Beer Consumption and Social Distancing

A Bright Side to Hazy IPA

In times of social upheaval in the past, shortage of beverage alcohol, often beer, was the result.

Social upheaval might be of national scope or localized. Labour strife, the war economy, failed grain harvests and not just of barley (e.g. oats shortages meant no feed for dray horses), water shortages (Australia has had examples), glass shortage, and yet more explained lack of beer in certain periods.

War had many impacts. In 1944, four reasons for the shortage of beer in the United States were crisply advanced by a brewers’ organization. You may read them here.

One factor cited was increased overall consumption, i.e., not just due to the military allocation. In part this came from greater per capita income (the cited higher “payroll”), but it seems clear that stress of wartime was a contributing factor.

In 1907, a massive failure of barley and oats supplies led to similar problems, as shown in this New York press account. Britain had the same failure of barley harvest that year, with buyers sent to America coming home empty-handed.

The greatest example of “shortage” was legally imposed National Prohibition in the U.S. between 1920 and 1933, with similar in much of Canada over this period.

With the current coronavirus crisis, the one thing that seems not short, and not likely to be, is beverage alcohol. Stories of LCBOs sans customers have been cited, but a cursory examination on a walk through north-central Toronto yesterday showed business as usual.
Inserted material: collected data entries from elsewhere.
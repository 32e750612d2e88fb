//! Source configuration.
//!
//! A [`Sources`] value maps each logical table name to the file it is read
//! from and the columns that hold dates.

use crate::table_set::tables;
use serde::{Deserialize, Serialize};
use std::collections::BTreeMap;
use std::path::{Path, PathBuf};

/// Location and date columns of one tabular source.
#[derive(Debug, Clone, PartialEq, Eq, Serialize, Deserialize)]
pub struct SourceSpec {
    /// Path of the CSV file
    pub filepath: PathBuf,
    /// Columns to parse as dates
    #[serde(default)]
    pub date_cols: Vec<String>,
}

impl SourceSpec {
    /// Create a new source spec.
    pub fn new<P, I, S>(filepath: P, date_cols: I) -> Self
    where
        P: Into<PathBuf>,
        I: IntoIterator<Item = S>,
        S: Into<String>,
    {
        Self {
            filepath: filepath.into(),
            date_cols: date_cols.into_iter().map(Into::into).collect(),
        }
    }

    /// Whether `column` is configured as a date column.
    pub fn is_date_col(&self, column: &str) -> bool {
        self.date_cols.iter().any(|c| c == column)
    }
}

/// Mapping from logical table name to its source.
#[derive(Debug, Clone, Default, PartialEq, Eq, Serialize, Deserialize)]
#[serde(transparent)]
pub struct Sources(BTreeMap<String, SourceSpec>);

impl Sources {
    /// Create an empty mapping.
    pub const fn new() -> Self {
        Self(BTreeMap::new())
    }

    /// The two standard sources: employee and timesheet exports.
    pub fn standard(employees: impl AsRef<Path>, timesheets: impl AsRef<Path>) -> Self {
        Self::new()
            .with(
                tables::EMPLOYEES_RAW,
                SourceSpec::new(employees.as_ref(), ["join_date", "resign_date"]),
            )
            .with(
                tables::TIMESHEETS_RAW,
                SourceSpec::new(timesheets.as_ref(), ["date"]),
            )
    }

    /// Add or replace a source.
    pub fn with(mut self, table: impl Into<String>, spec: SourceSpec) -> Self {
        self.0.insert(table.into(), spec);
        self
    }

    /// Look up the source of a table.
    pub fn get(&self, table: &str) -> Option<&SourceSpec> {
        self.0.get(table)
    }

    /// Iterate over `(table, source)` pairs in name order.
    pub fn iter(&self) -> impl Iterator<Item = (&str, &SourceSpec)> {
        self.0.iter().map(|(name, spec)| (name.as_str(), spec))
    }

    /// Number of configured sources.
    pub fn len(&self) -> usize {
        self.0.len()
    }

    /// Whether no sources are configured.
    pub fn is_empty(&self) -> bool {
        self.0.is_empty()
    }
}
And with food stores doing a much-ballyhooed business, one can be sure that includes the beer shelves.

Early in 2020 beer commentary seemed weighted by the fear there was too much capacity, too many producers for a supposedly sated market. It’s an evergreen reaction every time craft beer reaches new heights of success.

With enforced social distancing and more people staying at home, I suspect consumption will go up. This should be good for the industry in the medium term at least.
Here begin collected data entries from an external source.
#![doc = include_str!("../README.md")]
#![doc(issue_tracker_base_url = "https://github.com/factordynamics/paysheet/issues/")]
#![cfg_attr(docsrs, feature(doc_cfg, doc_auto_cfg))]
#![warn(missing_docs)]
#![forbid(unsafe_code)]

pub mod config;
pub mod error;
pub mod pipeline;

// Re-export stage crates
pub use paysheet_data as data;
pub use paysheet_store as store;
pub use paysheet_transform as transform;

pub use config::PipelineConfig;
pub use error::{PipelineError, Result};
pub use paysheet_data::{SourceSpec, Sources, TableSet, tables};
pub use pipeline::Pipeline;

/// Version information.
pub const VERSION: &str = env!("CARGO_PKG_VERSION");

#[cfg(test)]
mod tests {
    use super::*;

    #[test]
    fn test_version() {
        assert!(!VERSION.is_empty());
    }
}
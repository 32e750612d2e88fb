//! End-to-end pipeline.
//!
//! The stages run strictly in order: extract, schema setup, transform,
//! load. Each stage takes a [`TableSet`] and hands a new one to the next.

use crate::config::PipelineConfig;
use crate::error::Result;
use paysheet_data::TableSet;
use paysheet_store::Store;
use tracing::info;

/// A configured pipeline.
#[derive(Debug, Clone)]
pub struct Pipeline {
    config: PipelineConfig,
}

impl Pipeline {
    /// Create a pipeline from a configuration.
    pub fn new(config: PipelineConfig) -> Result<Self> {
        config.validate()?;
        info!(sources = config.sources.len(), "Init Data Pipeline.");
        Ok(Self { config })
    }

    /// The configuration in use.
    pub const fn config(&self) -> &PipelineConfig {
        &self.config
    }

    /// Read every configured source.
    pub fn extract(&self) -> Result<TableSet> {
        Ok(paysheet_data::extract(&self.config.sources)?)
    }

    /// Derive the monthly hours and branch payroll tables.
    pub fn transform(&self, tables: TableSet) -> Result<TableSet> {
        Ok(paysheet_transform::transform(tables)?)
    }

    /// Open the configured database, creating its directory if needed.
    pub fn open_store(&self) -> Result<Store> {
        let url = self.config.database_url();
        info!(database = %url, "Establish database and tables.");
        Ok(Store::connect(&url)?)
    }

    /// Create the declared tables.
    pub fn build_schema(&self, store: &Store) -> Result<()> {
        Ok(store.build_schema()?)
    }

    /// Write the raw and derived tables.
    pub fn load(&self, tables: &TableSet, store: &Store) -> Result<()> {
        Ok(paysheet_store::load(tables, store)?)
    }

    /// Run every stage against the configured database.
    pub fn run(&self) -> Result<TableSet> {
        let store = self.open_store()?;
        self.run_with(&store)
    }

    /// Run every stage against an already opened store.
    pub fn run_with(&self, store: &Store) -> Result<TableSet> {
        let raw = self.extract()?;
        self.build_schema(store)?;
        let derived = self.transform(raw)?;
        self.load(&derived, store)?;
        Ok(derived)
    }
}

#[cfg(test)]
mod tests {
    use super::*;
    use crate::error::PipelineError;
    use paysheet_data::{DataError, Sources};

    #[test]
    fn test_new_rejects_incomplete_config() {
        let err = Pipeline::new(PipelineConfig::default()).unwrap_err();
        assert!(matches!(err, PipelineError::Config(_)));
    }

    #[test]
    fn test_unreadable_source_stops_before_writing() {
        let config = PipelineConfig::new(Sources::standard(
            "/nonexistent/employees.csv",
            "/nonexistent/timesheets.csv",
        ));
        let pipeline = Pipeline::new(config).unwrap();
        let store = Store::in_memory().unwrap();

        let err = pipeline.run_with(&store).unwrap_err();
        assert!(matches!(err, PipelineError::Extract(DataError::Io { .. })));
        assert!(store.table_names().unwrap().is_empty());
    }

    #[test]
    fn test_open_store_creates_parent_directory() {
        let dir = tempfile::tempdir().unwrap();
        let db = dir.path().join("nested").join("pay.db");
        let config = PipelineConfig::new(Sources::standard("e.csv", "t.csv"))
            .with_database(format!("sqlite://{}", db.display()));

        let pipeline = Pipeline::new(config).unwrap();
        let store = pipeline.open_store().unwrap();
        pipeline.build_schema(&store).unwrap();

        assert!(db.exists());
    }
}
Today, home delivery and online shopping for booze exist in many jurisdictions. The Beer Store in Ontario, and no less for our craft brewers, may find renewed business in this category. I suspect as well that many won’t demur from the occasional beer run, even those mindful to maximize social distancing.
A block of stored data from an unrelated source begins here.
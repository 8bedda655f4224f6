//! # Error Types for the Voice Call Engine
//!
//! Two layers of failure exist in this crate and they are kept apart on purpose:
//!
//! - [`CallEngineError`] is a hard failure: malformed input on a programming
//!   contract, an unusable configuration, or a store failure that a caller has to
//!   see. It travels through `Result`.
//! - [`RejectReason`] is an expected business outcome (agent busy, session
//!   locked, session not waiting). It is returned as data inside the outcome
//!   types of the orchestrator and never as an `Err`.
//!
//! ```
//! use voicedesk_call_engine::error::{CallEngineError, RejectReason};
//!
//! let err = CallEngineError::invalid_input("sessionId is required");
//! assert_eq!(err.to_string(), "Invalid input: sessionId is required");
//! assert_eq!(RejectReason::AgentBusy.as_str(), "AGENT_BUSY");
//! ```

use serde::{Deserialize, Serialize};
use thiserror::Error;

use crate::store::StoreError;

/// Hard failures raised by the call engine.
#[derive(Error, Debug)]
pub enum CallEngineError {
    /// Keyed store failure that could not be absorbed by the caller
    #[error("Store error: {0}")]
    Store(#[from] StoreError),

    /// Input violated a programming contract (e.g. an empty session id on `end`)
    #[error("Invalid input: {0}")]
    InvalidInput(String),

    /// Configuration could not be loaded or failed validation
    #[error("Configuration error: {0}")]
    Configuration(String),

    /// Media token issuance failed
    #[error("Token error: {0}")]
    Token(String),

    /// JSON encoding or decoding failed
    #[error("Serialization error: {0}")]
    Serialization(#[from] serde_json::Error),

    /// Unexpected internal state
    #[error("Internal error: {0}")]
    Internal(String),
}

impl CallEngineError {
    /// Create a new Store error wrapping a backend failure message
    pub fn store<S: Into<String>>(msg: S) -> Self {
        Self::Store(StoreError::Backend(msg.into()))
    }

    /// Create a new InvalidInput error with the provided message
    pub fn invalid_input<S: Into<String>>(msg: S) -> Self {
        Self::InvalidInput(msg.into())
    }

    /// Create a new Configuration error with the provided message
    pub fn configuration<S: Into<String>>(msg: S) -> Self {
        Self::Configuration(msg.into())
    }

    /// Create a new Token error with the provided message
    pub fn token<S: Into<String>>(msg: S) -> Self {
        Self::Token(msg.into())
    }

    /// Create a new Internal error with the provided message
    pub fn internal<S: Into<String>>(msg: S) -> Self {
        Self::Internal(msg.into())
    }
}

impl From<config::ConfigError> for CallEngineError {
    fn from(err: config::ConfigError) -> Self {
        Self::Configuration(err.to_string())
    }
}

/// Result type for call engine operations
pub type Result<T> = std::result::Result<T, CallEngineError>;

/// Business rejection codes returned by `enqueue` and `accept`.
///
/// The wire form is the upper snake case name, e.g. `"NOT_WAITING"`.
#[derive(Debug, Clone, Copy, PartialEq, Eq, Hash, Serialize, Deserialize)]
#[serde(rename_all = "SCREAMING_SNAKE_CASE")]
pub enum RejectReason {
    /// The session id was empty
    SessionIdRequired,
    /// The agent (consultant) id was empty
    ConsultantIdRequired,
    /// The agent already owns an active call
    AgentBusy,
    /// Another agent is mid-claim on the same session
    Locked,
    /// The session is not in the waiting queue
    NotWaiting,
    /// A critical store operation failed; nothing was committed
    StoreUnavailable,
}

impl RejectReason {
    pub fn as_str(&self) -> &'static str {
        match self {
            RejectReason::SessionIdRequired => "SESSION_ID_REQUIRED",
            RejectReason::ConsultantIdRequired => "CONSULTANT_ID_REQUIRED",
            RejectReason::AgentBusy => "AGENT_BUSY",
            RejectReason::Locked => "LOCKED",
            RejectReason::NotWaiting => "NOT_WAITING",
            RejectReason::StoreUnavailable => "STORE_UNAVAILABLE",
        }
    }

    /// Whether a caller may retry the same request after a short delay
    pub fn is_retryable(&self) -> bool {
        matches!(
            self,
            RejectReason::AgentBusy | RejectReason::Locked | RejectReason::StoreUnavailable
        )
    }
}

impl std::fmt::Display for RejectReason {
    fn fmt(&self, f: &mut std::fmt::Formatter<'_>) -> std::fmt::Result {
        f.write_str(self.as_str())
    }
}

#[cfg(test)]
mod tests {
    use super::*;

    #[test]
    fn test_reject_reason_wire_names() {
        let json = serde_json::to_string(&RejectReason::ConsultantIdRequired).unwrap();
        assert_eq!(json, "\"CONSULTANT_ID_REQUIRED\"");

        let parsed: RejectReason = serde_json::from_str("\"NOT_WAITING\"").unwrap();
        assert_eq!(parsed, RejectReason::NotWaiting);

        for reason in [
            RejectReason::SessionIdRequired,
            RejectReason::ConsultantIdRequired,
            RejectReason::AgentBusy,
            RejectReason::Locked,
            RejectReason::NotWaiting,
            RejectReason::StoreUnavailable,
        ] {
            let json = serde_json::to_string(&reason).unwrap();
            assert_eq!(json, format!("\"{}\"", reason.as_str()));
        }
    }

    #[test]
    fn test_retryable_reasons() {
        assert!(RejectReason::Locked.is_retryable());
        assert!(RejectReason::AgentBusy.is_retryable());
        assert!(!RejectReason::NotWaiting.is_retryable());
        assert!(!RejectReason::SessionIdRequired.is_retryable());
    }

    #[test]
    fn test_store_error_conversion() {
        let err: CallEngineError = StoreError::Unavailable("connection refused".into()).into();
        assert!(matches!(err, CallEngineError::Store(_)));
        assert!(err.to_string().contains("connection refused"));
    }
}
The current crisis is real; caution and prudence are necessary. Some parts of the trade may suffer, perhaps (it’s not clear) the retail trade the most, but brewers, as well as wine makers and distillers, may find a silver lining. Societal stress may again take greater refuge in the balm of alcohol.

The much-bruited brewery tap is an enhanced bar in a brewery vs. the simple tasting counter of earlier days. The taps may see a fall off in sales vs. canned, growler, and bottled beer. Perhaps, too, draft deliveries to bars will decline vs. other forms of production, although again it’s not clear as yet.

Brewers will need to be nimble to manage these changes, but all doom and gloom? Far from it, imo.

 

2 thoughts on “Beer Consumption and Social Distancing”

  1. I generally agree with your assessment of the minor impact on brewing caused by the corona virus. Packaged beer is a well known safe alternative to compromised municipal water (and even draft beer and mixed drinks). Long term, there will be an impact of excess capacity on the industry. The US capacity may have increased faster that that of Canada. Industry economics incentivizes high brewery utilization. Spiked seltzer sales are helping some brewers, at least for now. In the US, MillerCoors has closed two breweries. Some larger craft brewers have seen reduced sales, and many expansion plans have been changed. One of the brewers revising its East Coast plan is Deschutes of Bend, OR (brewers of the Black Butte Porter that you praised in a previous post). https://www.roanoke.com/news/local/deschutes-won-t-break-ground-on-roanoke-brewery-in/article_caf1c3e0-2ca0-5acf-9121-ec1463a3e296.html

    • Thanks Arnold, and speaking of draft that Black Butte is rather better in that form than the bottled, IMO, as I’ve had the chance to try both forms recently. Why this is I’m not sure, maybe the draft is not pasteurized, or less filtered, or something else.

      I agree with your take viz the larger brewers but my focus is always craft and hence the smaller players. 80 per cent of the adjunct lager market is up for grabs, more or less, a great opportunity still. Sure, part of that number will migrate to wine, seltzer, cannabis, even macro craft but that still leaves a very valuable market for nimble craft to snag.